In the spring of 1982, new art department chair Dr. Virginia Rembert poses on the porch of Woods Hall. Photo by Lee Ann Lutz, BFA 1980, and courtesy of the UA College of Arts and Sciences.
In the spring of 1982, new art department chair Dr. Virginia Rembert poses on the porch of Woods Hall. Photo by Lee Ann Lutz (BFA 1980) and courtesy of the UA College of Arts and Sciences.

Originally published in the fall 2012 issue of The Loupe, as “Trailblazer for Women Leads UA Art into the Future,” by Rachel Dobson.

When her former colleagues talk about Virginia Pitts Rembert Liles, the word “gracious” appears frequently in their descriptions of her. “She was gracious and diplomatic,” says Robert Mellown, UA professor emeritus of art history. Liles’ former student Professor Marilyn R. Brown (BSC 1972) remembers her teaching as “a combination of awesome erudition and gracious elegance.” UA professor of art history Mindy Nancarrow adds that “Virginia had an old school way about her.” Those qualities have served Virginia Liles well in a career often spent blazing new trails in academia.

Liles’ career spans more than 45 years, highlighted by her popularity as a teacher, her scholarly accomplishments and her administrative leadership in the arts. She was the first woman chair of three southern art departments: Birmingham-Southern College, the University of Alabama at Birmingham, and The University of Alabama. In addition, as Donaghey Distinguished Professor of Art and Art History at the University of Arkansas at Little Rock (UALR), Liles established their art history program. She took UAB’s fledgling art program to the department level and later at UA helped to found the joint program for the Master of Arts degree in art history with UAB.

Caption/photo credit: In the spring of 1982, new art department chair Dr. Virginia Rembert poses on the porch of Woods Hall. Photo by Lee Ann Lutz (BFA 1980) and courtesy of the UA College of Arts and Sciences.
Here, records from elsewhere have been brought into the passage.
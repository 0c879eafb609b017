/// Log target for frame source events.
pub const TARGET_SOURCE: &str = "vzip::source";
/// Log target for codec events.
pub const TARGET_CODEC: &str = "vzip::codec";
/// Log target for buffer pool events.
pub const TARGET_BUFFER: &str = "vzip::buffer";
/// Log target for worker runtime events.
pub const TARGET_WORKER: &str = "vzip::worker";
/// Log target for the ordered archive writer.
pub const TARGET_WRITER: &str = "vzip::writer";
/// Log target for pipeline orchestration.
pub const TARGET_PIPELINE: &str = "vzip::pipeline";

pub const METRIC_SOURCE_READ_COUNT: &str = "vzip.source.read.count";
pub const METRIC_SOURCE_READ_BYTES: &str = "vzip.source.read.bytes";
pub const METRIC_SOURCE_READ_LATENCY_US: &str = "vzip.source.read.latency_us";

pub const METRIC_CODEC_ENCODE_COUNT: &str = "vzip.codec.encode.count";
pub const METRIC_CODEC_ENCODE_LATENCY_US: &str = "vzip.codec.encode.latency_us";
pub const METRIC_CODEC_INPUT_BYTES: &str = "vzip.codec.input.bytes";
pub const METRIC_CODEC_OUTPUT_BYTES: &str = "vzip.codec.output.bytes";

pub const METRIC_BUFFER_ACQUIRE_CREATED_COUNT: &str = "vzip.buffer.acquire.created.count";
pub const METRIC_BUFFER_ACQUIRE_RECYCLED_COUNT: &str = "vzip.buffer.acquire.recycled.count";
pub const METRIC_BUFFER_RECYCLE_OK_COUNT: &str = "vzip.buffer.recycle.ok.count";
pub const METRIC_BUFFER_RECYCLE_DROPPED_COUNT: &str = "vzip.buffer.recycle.dropped.count";

pub const METRIC_WORKER_TASK_COUNT: &str = "vzip.worker.task.count";
pub const METRIC_WORKER_TASK_START_COUNT: &str = "vzip.worker.task.start.count";
pub const METRIC_WORKER_TASK_FINISH_COUNT: &str = "vzip.worker.task.finish.count";
pub const METRIC_WORKER_TASK_FAIL_COUNT: &str = "vzip.worker.task.fail.count";
pub const METRIC_WORKER_TASK_LATENCY_US: &str = "vzip.worker.task.latency_us";
pub const METRIC_WORKER_ACTIVE_COUNT: &str = "vzip.worker.active.count";
pub const METRIC_WORKER_QUEUE_REMAINING: &str = "vzip.worker.queue.remaining";

pub const METRIC_WRITER_RECORD_COUNT: &str = "vzip.writer.record.count";
pub const METRIC_WRITER_WAIT_LATENCY_US: &str = "vzip.writer.wait.latency_us";
pub const METRIC_WRITER_RECORD_BYTES: &str = "vzip.writer.record.bytes";
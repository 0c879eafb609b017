use std::io::{Read, Write};

use flate2::Compression;
use flate2::read::ZlibDecoder;
use flate2::write::ZlibEncoder;

use crate::{Result, VzipError};

use super::Codec;

/// zlib-wrapped deflate.
#[derive(Debug, Clone, Copy, PartialEq, Eq)]
pub struct ZlibCodec {
    level: u32,
}

impl ZlibCodec {
    pub const MAX_LEVEL: u32 = 9;

    /// Creates a codec at `level` (0 = store, 9 = best).
    pub fn new(level: u32) -> Result<Self> {
        if level > Self::MAX_LEVEL {
            return Err(VzipError::CodecError(format!(
                "zlib level {level} is out of range 0..={}",
                Self::MAX_LEVEL
            )));
        }
        Ok(Self { level })
    }

    pub fn level(&self) -> u32 {
        self.level
    }
}

impl Default for ZlibCodec {
    fn default() -> Self {
        Self {
            level: Self::MAX_LEVEL,
        }
    }
}

impl Codec for ZlibCodec {
    fn name(&self) -> &'static str {
        "zlib"
    }

    // Same bound as zlib's compressBound().
    fn max_encoded_len(&self, input_len: usize) -> usize {
        input_len
            .saturating_add(input_len >> 12)
            .saturating_add(input_len >> 14)
            .saturating_add(input_len >> 25)
            .saturating_add(13)
    }

    fn encode(&self, input: &[u8], out: &mut Vec<u8>) -> Result<()> {
        let mut encoder = ZlibEncoder::new(out, Compression::new(self.level));
        encoder.write_all(input)?;
        encoder.finish()?;
        Ok(())
    }

    fn decode(&self, input: &[u8], out: &mut Vec<u8>) -> Result<()> {
        ZlibDecoder::new(input)
            .read_to_end(out)
            .map_err(|error| VzipError::CodecError(format!("zlib decode failed: {error}")))?;
        Ok(())
    }
}
use std::io::Write;
use std::time::{Duration, Instant};

use crc32fast::Hasher;
use serde::{Deserialize, Serialize};

use crate::core::slots::FrameSlots;
use crate::telemetry::{self, tags};
use crate::types::{FrameId, duration_to_us};
use crate::{Result, VzipError};

use super::{MAX_RECORD_LEN, RECORD_LENGTH_SIZE};

/// Totals of a finished archive stream.
#[derive(Debug, Clone, Copy, Default, PartialEq, Eq, Serialize, Deserialize)]
pub struct ArchiveSummary {
    pub records: usize,
    pub bytes: u64,
    /// CRC32 over every byte written, length fields included.
    pub crc32: u32,
}

/// Appends length-prefixed records to a stream in frame order.
///
/// [`drain`](Self::drain) walks a [`FrameSlots`] array from the first slot to
/// the last, blocking on each one until its worker publishes, so records land
/// in frame order no matter which worker finishes first.
#[derive(Debug)]
pub struct OrderedWriter<W: Write> {
    writer: W,
    slot_timeout: Option<Duration>,
    records: usize,
    bytes: u64,
    crc32: Hasher,
}

impl<W: Write> OrderedWriter<W> {
    pub fn new(writer: W) -> Self {
        Self {
            writer,
            slot_timeout: None,
            records: 0,
            bytes: 0,
            crc32: Hasher::new(),
        }
    }

    /// Bounds how long the writer waits for any single slot.
    pub fn with_slot_timeout(mut self, timeout: Option<Duration>) -> Self {
        self.slot_timeout = timeout;
        self
    }

    /// Number of records written so far.
    pub fn records_written(&self) -> usize {
        self.records
    }

    /// Writes one record.
    pub fn write_record(&mut self, payload: &[u8]) -> Result<()> {
        if payload.len() > MAX_RECORD_LEN {
            return Err(VzipError::InvalidFormat(
                "record payload exceeds the 32-bit length field",
            ));
        }

        let length = (payload.len() as u32).to_ne_bytes();
        debug_assert_eq!(length.len(), RECORD_LENGTH_SIZE);
        self.writer.write_all(&length)?;
        self.writer.write_all(payload)?;

        self.crc32.update(&length);
        self.crc32.update(payload);
        self.records += 1;
        self.bytes += (RECORD_LENGTH_SIZE + payload.len()) as u64;
        Ok(())
    }

    /// Consumes every slot in order and writes its payload.
    ///
    /// Stops at the first slot that failed, was cancelled or timed out.
    pub fn drain(&mut self, slots: &FrameSlots) -> Result<()> {
        for index in 0..slots.len() {
            let frame = FrameId(index);
            let slot = slots.slot(frame)?;

            let wait_started = Instant::now();
            let payload = slot.wait_take(frame, self.slot_timeout)?;
            let waited_us = duration_to_us(wait_started.elapsed());

            self.write_record(&payload).map_err(|error| {
                error.with_context(format!("writing record for frame {frame}"))
            })?;

            telemetry::increment_counter(tags::METRIC_WRITER_RECORD_COUNT, 1);
            telemetry::record_histogram(tags::METRIC_WRITER_WAIT_LATENCY_US, waited_us);
            telemetry::record_histogram(tags::METRIC_WRITER_RECORD_BYTES, payload.len() as u64);
            tracing::trace!(
                target: tags::TARGET_WRITER,
                frame = index,
                payload_bytes = payload.len(),
                waited_us,
                "record written"
            );
        }
        Ok(())
    }

    /// Flushes the stream and hands it back with the archive totals.
    pub fn finish(mut self) -> Result<(W, ArchiveSummary)> {
        self.writer.flush()?;
        let summary = ArchiveSummary {
            records: self.records,
            bytes: self.bytes,
            crc32: self.crc32.finalize(),
        };
        tracing::debug!(
            target: tags::TARGET_WRITER,
            records = summary.records,
            bytes = summary.bytes,
            crc32 = summary.crc32,
            "archive stream finalized"
        );
        Ok((self.writer, summary))
    }
}
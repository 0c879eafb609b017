use std::time::Duration;

use crate::telemetry;
use crate::telemetry::tags;
use crate::types::{FrameId, duration_to_us};

/// Telemetry contract for compression workers.
///
/// The worker pool calls these hooks around every frame task so metrics and
/// log events stay independent of a specific backend.
pub trait WorkerTelemetry: Send + Sync {
    fn on_queue_remaining(&self, worker_id: usize, remaining: usize);
    fn on_task_started(&self, worker_id: usize, frame: FrameId);
    fn on_task_finished(&self, worker_id: usize, frame: FrameId, elapsed: Duration);
    fn on_task_failed(&self, worker_id: usize, frame: FrameId, elapsed: Duration);
}

/// Default telemetry implementation that reports worker metrics.
#[derive(Debug, Clone, Copy, Default)]
pub struct DefaultWorkerTelemetry;

impl WorkerTelemetry for DefaultWorkerTelemetry {
    fn on_queue_remaining(&self, _worker_id: usize, remaining: usize) {
        telemetry::set_gauge(tags::METRIC_WORKER_QUEUE_REMAINING, remaining as u64);
    }

    fn on_task_started(&self, worker_id: usize, frame: FrameId) {
        telemetry::increment_counter(tags::METRIC_WORKER_TASK_START_COUNT, 1);
        telemetry::add_gauge(tags::METRIC_WORKER_ACTIVE_COUNT, 1);

        tracing::trace!(
            target: tags::TARGET_WORKER,
            worker_id,
            frame = frame.index(),
            "frame task started"
        );
    }

    fn on_task_finished(&self, worker_id: usize, frame: FrameId, elapsed: Duration) {
        let elapsed_us = duration_to_us(elapsed);

        telemetry::increment_counter(tags::METRIC_WORKER_TASK_FINISH_COUNT, 1);
        telemetry::increment_counter(tags::METRIC_WORKER_TASK_COUNT, 1);
        telemetry::record_histogram(tags::METRIC_WORKER_TASK_LATENCY_US, elapsed_us);
        telemetry::sub_gauge_saturating(tags::METRIC_WORKER_ACTIVE_COUNT, 1);

        tracing::trace!(
            target: tags::TARGET_WORKER,
            worker_id,
            frame = frame.index(),
            elapsed_us,
            "frame task finished"
        );
    }

    fn on_task_failed(&self, worker_id: usize, frame: FrameId, elapsed: Duration) {
        let elapsed_us = duration_to_us(elapsed);

        telemetry::increment_counter(tags::METRIC_WORKER_TASK_FAIL_COUNT, 1);
        telemetry::increment_counter(tags::METRIC_WORKER_TASK_COUNT, 1);
        telemetry::record_histogram(tags::METRIC_WORKER_TASK_LATENCY_US, elapsed_us);
        telemetry::sub_gauge_saturating(tags::METRIC_WORKER_ACTIVE_COUNT, 1);

        tracing::debug!(
            target: tags::TARGET_WORKER,
            worker_id,
            frame = frame.index(),
            elapsed_us,
            "frame task failed"
        );
    }
}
Before her trailblazing administrative career, Liles shone as a teacher. Her charm and generous spirit helped her in connecting with students and colleagues, in making friends, and in creating good community relations that supported her educational arts programs. The late Robert Kaufmann (a former BSC student who went on to work as a librarian at the Metropolitan Museum of Art) called her art history courses “electrifying” in BSC’s alumni magazine, ‘Southern. BSC alumna Marilyn Brown wrote about her former teacher, “She made me realize that learning is not a chore or exercise, but a rich lifelong pursuit. Studying for her classes didn’t seem like work, it was something I looked forward to with joy.”

Keyser Wilson (UA MFA 1978), who has taught art in higher education for two decades, had Liles for four years of undergraduate art history at BSC, where Wilson earned her BFA in art. Wilson describes Liles’ way of letting students be themselves and encouraging their creativity: “We were all wild and crazy and she made us write a lot, gave serious lectures, a lot of tests and papers, and we smoked cigarettes in class! I loved her classes. She encouraged me to write what I think and feel and to hell with crap I was “taught” in high school, although she was more diplomatic in her statement. Dr. Rembert is really the ONLY woman who ever influenced me as an artist, and so I have a special place in my heart for her.”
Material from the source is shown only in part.